If $\dfrac{\tan \left( \alpha -\beta \right)}{\tan \alpha }+\dfrac{{{\sin }^{2}}\gamma }{{{\sin }^{2}}\alpha }=1,$ then prove that $\tan \gamma $ is geometric mean of $\tan \alpha $ and $\tan \beta $ , i.e., $\tan \alpha \tan \beta ={{\tan }^{2}}\gamma $ .

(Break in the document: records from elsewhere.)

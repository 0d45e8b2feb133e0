use chrono::{DateTime, Utc};
use rand::{distributions::Alphanumeric, Rng};
use rust_decimal::Decimal;
use serde::{Deserialize, Serialize};

/// Order lifecycle states. Fulfillment only ever produces `Approved`;
/// `Pending` and `Rejected` are reserved for a future approval workflow.
#[derive(Clone, Copy, Debug, PartialEq, Eq, Serialize, Deserialize, strum::Display)]
#[serde(rename_all = "SCREAMING_SNAKE_CASE")]
pub enum SalesOrderStatus {
    Pending,
    Approved,
    Rejected,
}

/// One fulfilled line. `item_name` and `unit_price` are snapshots taken at
/// order creation; they do not track later edits to the inventory record.
#[derive(Clone, Debug, PartialEq, Serialize, Deserialize)]
#[serde(rename_all = "camelCase")]
pub struct SalesOrderItem {
    /// Id of the inventory record the stock was deducted from. Not an
    /// ownership edge; it survives deletion of the record.
    pub inventory_id: String,

    pub item_name: String,

    pub quantity: u32,

    pub unit_price: Decimal,
}

impl SalesOrderItem {
    pub fn line_total(&self) -> Decimal {
        self.unit_price * Decimal::from(self.quantity)
    }
}

/// A fulfilled sales order. Created once by the fulfillment engine, never
/// updated in place.
#[derive(Clone, Debug, PartialEq, Serialize, Deserialize)]
#[serde(rename_all = "camelCase")]
pub struct SalesOrder {
    /// Human-readable token, e.g. `SO-4F7Q2A`.
    pub id: String,

    /// Denormalized owner reference, by value.
    pub user_id: String,

    pub username: String,

    pub items: Vec<SalesOrderItem>,

    /// Sum of line totals, fixed at creation.
    pub total_amount: Decimal,

    pub status: SalesOrderStatus,

    pub created_at: DateTime<Utc>,

    /// Attachment metadata only; no binary content is persisted here.
    #[serde(skip_serializing_if = "Option::is_none")]
    pub document_name: Option<String>,

    #[serde(skip_serializing_if = "Option::is_none")]
    pub document_type: Option<String>,
}

impl SalesOrder {
    /// Generate a fresh `SO-XXXXXX` order token.
    pub fn generate_id() -> String {
        let token: String = rand::thread_rng()
            .sample_iter(&Alphanumeric)
            .take(6)
            .map(|b| (b as char).to_ascii_uppercase())
            .collect();
        format!("SO-{}", token)
    }

    /// Sum of line totals.
    pub fn compute_total(items: &[SalesOrderItem]) -> Decimal {
        items.iter().map(SalesOrderItem::line_total).sum()
    }
}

Last updated date: 18th Mar 2023
•
Total views: 304.5k
•
Views today: 2.84k
Answer
304.5k+ views
Hint: Use the identities such as\[\tan A=\dfrac{\sin A}{\cos A},sin\left( A-B \right)\text{=sin }A\cos B\cos A\sin B,cos\left( A+B \right)=\cos A\cos B-\sin A\sin B\] in the question properly and wisely. Also try to simplify it whenever possible. At first try to convert all the terms in tan ratios to respective sin and cos ratios and after doing necessary calculation try to change the terms in cot ratios and finally use identity $\cot \theta =\dfrac{1}{\tan \theta }$ to get the desired result.
“Complete step-by-step answer:”
We are given the following equation,
$\dfrac{\tan \left( \alpha -\beta \right)}{\tan \alpha }+\dfrac{{{\sin }^{2}}\gamma }{{{\sin }^{2}}\alpha }=1$………….(i)
Now by moving $\dfrac{\tan \left( \alpha -\beta \right)}{\tan \alpha }$ from left hand side to right hand side of the equation (i) we get,
$\dfrac{{{\sin }^{2}}\gamma }{{{\sin }^{2}}\alpha }=1-\dfrac{\tan \left( \alpha -\beta \right)}{\tan \alpha }$………….(ii)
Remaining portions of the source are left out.